Effects and criticalities

All well, then? The objective is certainly shareable. However, from a systemic perspective, it is difficult to ignore the effect that these interventions end up producing on the already fragile structure of the Irpef. A tax that, with the enabling act, should have been the subject of an organic intervention of simplification, rationalisation and greater equity and that, instead, with the accumulation of measures that are disconnected from each other risks seeing its structural criticalities further aggravated.

It is no coincidence that all the main institutions heard in the Senate during the examination of the Budget Bill - from Istat to the Court of Auditors, from the Bank of Italy to the Parliamentary Budget Office - have pointed out that, while having positive effects, the fragmented nature of these interventions risks compromising the overall consistency and fairness of the tax system.

Irpef no longer appears to be a unitary tax, but a patchwork of different taxes: an increasingly chaotic system, differentiated by type of income, by categories of taxpayers, and now even within the same categories. Emblematic is the case of those who will benefit from the contractual renewal in 2026 and those who will have it in 2027 or not at all. Discounts are becoming more and more selective and the differences are also widening between the private and public sector.

The goal of horizontal equity - the rule according to which identical incomes should be taxed in the same way - seems increasingly distant. It is no longer just a question of the historical disparity of treatment between employees, pensioners and the self-employed, but also of the divergences emerging within the same category of workers.

The decision to take temporary measures, understandable from a public finance perspective, sterilises but does not solve the problem of high taxation on labour. In 2026 there will be a benefit, but from 2027 there will be a return to ordinary rates. For many taxpayers this will result in the feeling - and not only the feeling - of a tax increase due to the cessation of the benefit.

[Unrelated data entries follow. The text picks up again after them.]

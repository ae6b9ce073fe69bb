use crate::error::{Error, Result};
use std::env;
use std::path::PathBuf;

/// Environment variable overriding the config directory.
pub const CONFIG_DIR_ENV: &str = "SHX_CONFIG_DIR";

/// Base shx config directory (~/.config/shx/ on unix, %APPDATA%\shx on Windows)
pub fn shx() -> Result<PathBuf> {
    if let Some(dir) = env::var_os(CONFIG_DIR_ENV).filter(|v| !v.is_empty()) {
        return Ok(PathBuf::from(dir));
    }

    #[cfg(windows)]
    {
        let appdata = env::var("APPDATA").map_err(|_| {
            Error::internal_unexpected("APPDATA environment variable not set on Windows")
        })?;
        Ok(PathBuf::from(appdata).join("shx"))
    }

    #[cfg(not(windows))]
    {
        let home = env::var("HOME").map_err(|_| {
            Error::internal_unexpected("HOME environment variable not set on Unix-like system")
        })?;
        Ok(PathBuf::from(home).join(".config").join("shx"))
    }
}

/// Global shx.json config file path
pub fn shx_json() -> Result<PathBuf> {
    Ok(shx()?.join("shx.json"))
}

Also on the administrative side, the administration of these measures does not seem to be oriented towards simplification. Tax withholding agents will have to apply different rates on different income components; workers, in some cases and for specific income brackets, even risk a tax increase instead of a saving, to the point of having to double-count (with and without relief) in order to decide whether to renounce the benefit, as provided for by the rule.

The criticalities generated by this Irpef à la carte end up being heavy ballasts for a tax that would need an organic reorganisation intervention and not a multiplication of temporary and partial measures that - although useful in the immediate future - make the design of the main tax of our tax system even more confusing.